There is an old adage, “buy the rumor, sell the news.” Often there is a lot of wisdom in such adages. So far investors have been buying the rumor of the tax reform. Any time there is a negative development on any front, investors ignore it and pin their hopes on the upcoming tax reform.
Markets look ahead. When tax reform becomes a near certainty or actually becomes law, investors will no longer have tax reform to look forward to.
Selling on the news may be delayed, but there is a significant probability of it occurring.
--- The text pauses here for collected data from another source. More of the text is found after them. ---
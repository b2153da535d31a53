//! Frame rasterization: the drawing surface and the two synthesis paths.

/// Drawing surface over `vello_cpu` and the rendered frame type.
pub mod canvas;
/// Numbered frame sequences for the animated path.
pub mod frames;
/// Single-frame still sticker.
pub mod still;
One also has to be careful that bombshell news can emanate from anywhere at any time. Witness Friday’s surprise news that Michael Flynn pleaded guilty to lying to the FBI and has promised full cooperation with the special counsel’s Russia investigation. That report throttled stocks.
The best tool to gain an edge
Money-flow data can be your best friend.
Please click here for a chart of money flows in popular tech stocks such as Apple AAPL, -0.47% Netflix NFLX, -0.41% Alibaba BABA, -1.39% Microsoft MSFT, +0.11% Nvidia NVDA, -1.51% AMD AMD, -1.47% and Tesla TSLA, -0.75%
The “smart money” (professional investors) is already anticipating a potential sell-off while participating on the upside. We know this from smart money flows shown in the charts linked above. However, money flows shown on the charts indicate the momo (momentum) crowd is oblivious to a potential sell-off.
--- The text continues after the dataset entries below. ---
//! Bubble Arena headless runner
//!
//! Plays one session at a fixed timestep with scripted input and prints the
//! result as JSON. Useful for soak-testing the simulation.
//!
//! Usage: `bubble-arena [scavenger|battle] [seed] [settings.json]`

use std::process::ExitCode;

use rand::{Rng, SeedableRng};
use rand_pcg::Pcg32;

use bubble_arena::Settings;
use bubble_arena::sim::{
    Ability, Archetype, BattleSession, Facing, GameEvent, PlayerSlot, ScavengerSession, Session,
    SessionPhase,
};

/// Fixed frame length (ms)
const FRAME_MS: u64 = 16;
/// Give up on a session that has not finished after this long (ms)
const MAX_SESSION_MS: u64 = 10 * 60 * 1000;

fn load_settings(path: Option<&str>) -> Result<Settings, Box<dyn std::error::Error>> {
    match path {
        Some(path) => Ok(Settings::from_json(&std::fs::read_to_string(path)?)?),
        None => Ok(Settings::default()),
    }
}

/// Mash buttons: wander and fire whatever is ready
fn scripted_input(session: &mut dyn Session, slots: &[PlayerSlot], rng: &mut Pcg32) {
    for &slot in slots {
        if rng.random_bool(0.05) {
            let dir = if rng.random_bool(0.2) {
                None
            } else {
                Some(Facing::ALL[rng.random_range(0..Facing::ALL.len())])
            };
            session.set_movement_intent(slot, dir);
        }
        let Some(status) = session.player_status(slot) else {
            continue;
        };
        for ability in [Ability::Blue, Ability::Red, Ability::Green] {
            if status.cooldowns.is_ready(ability) {
                session.trigger_ability(slot, ability);
                break;
            }
        }
    }
}

fn run(session: &mut dyn Session, slots: &[PlayerSlot], seed: u64) -> Option<GameEvent> {
    let mut input_rng = Pcg32::seed_from_u64(seed ^ 0x5eed);
    let mut elapsed = 0;
    let mut result = None;
    session.launch();
    while session.phase() != SessionPhase::Done {
        if elapsed >= MAX_SESSION_MS {
            log::warn!("Session still running after {} s, quitting", elapsed / 1000);
            session.quit();
        }
        scripted_input(session, slots, &mut input_rng);
        session.advance(FRAME_MS);
        elapsed += FRAME_MS;

        for event in session.drain_events() {
            match &event {
                GameEvent::WaveSpawned { wave, boxes } => {
                    log::info!("[{:>6} ms] wave {wave}: {boxes} boxes", elapsed);
                }
                GameEvent::LifeChanged { id, life } => {
                    log::debug!("[{:>6} ms] {id:?} life {life}", elapsed);
                }
                GameEvent::Done(_) => result = Some(event.clone()),
                _ => {}
            }
        }
    }
    result
}

fn main() -> ExitCode {
    #[cfg(not(target_arch = "wasm32"))]
    env_logger::init();

    let args: Vec<String> = std::env::args().skip(1).collect();
    let mode = args.first().map(String::as_str).unwrap_or("scavenger");
    let seed = match args.get(1).map(|s| s.parse::<u64>()) {
        Some(Ok(seed)) => seed,
        Some(Err(e)) => {
            log::error!("Bad seed: {e}");
            return ExitCode::FAILURE;
        }
        None => 42,
    };
    let settings = match load_settings(args.get(2).map(String::as_str)) {
        Ok(settings) => settings,
        Err(e) => {
            log::error!("Could not load settings: {e}");
            return ExitCode::FAILURE;
        }
    };

    log::info!("Bubble Arena ({mode}) starting with seed {seed}");
    let result = match mode {
        "scavenger" => {
            let mut session = ScavengerSession::new(settings, seed, Archetype::Boy);
            run(&mut session, &[PlayerSlot::One], seed)
        }
        "battle" => {
            let mut session =
                BattleSession::new(settings, seed, [Archetype::BlueBoy, Archetype::Girl]);
            run(&mut session, &[PlayerSlot::One, PlayerSlot::Two], seed)
        }
        other => {
            log::error!("Unknown mode {other:?}, expected scavenger or battle");
            return ExitCode::FAILURE;
        }
    };

    match result.map(|event| serde_json::to_string(&event)) {
        Some(Ok(json)) => {
            println!("{json}");
            ExitCode::SUCCESS
        }
        Some(Err(e)) => {
            log::error!("Could not encode result: {e}");
            ExitCode::FAILURE
        }
        None => ExitCode::FAILURE,
    }
}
You already know that opinions are a dime a dozen. How does an investor decide whom to follow? The answer is to look at track records.
The Holy Grail today is still the same that I described in February. For the sake of complete transparency, the following is reproduced from the February column:
“Under that scenario, the stock market would be a strong trending market. And in a strong trending market, the Holy Grail is to buy stocks with good fundamentals as prices dip. Here are 10 stocks investors should consider buying on dips: Applied Materials AMAT, -1.63% Amazon AMZN, -1.22% Bank of America BAC, -0.25% E*Trade ETFC, +1.56% Facebook FB, -1.17% Alphabet GOOG, -1.10% GOOGL, -1.07% J.P. Morgan JPM, +0.26% Micron Technology MU, -0.94% Royal Dutch Shell RDS.B, -0.26% and T-Mobile T, +0.33% ”
Please take a moment and compare the prices of those 10 stocks in February with today. Furthermore, you took less risk with those stocks than you would have with high-flying stocks because of diversification and good fundamentals.
Disclosure: Subscribers to The Arora Report may have positions in the securities mentioned in this article or may take positions at any time. All recommended positions are reviewed daily at The Arora Report.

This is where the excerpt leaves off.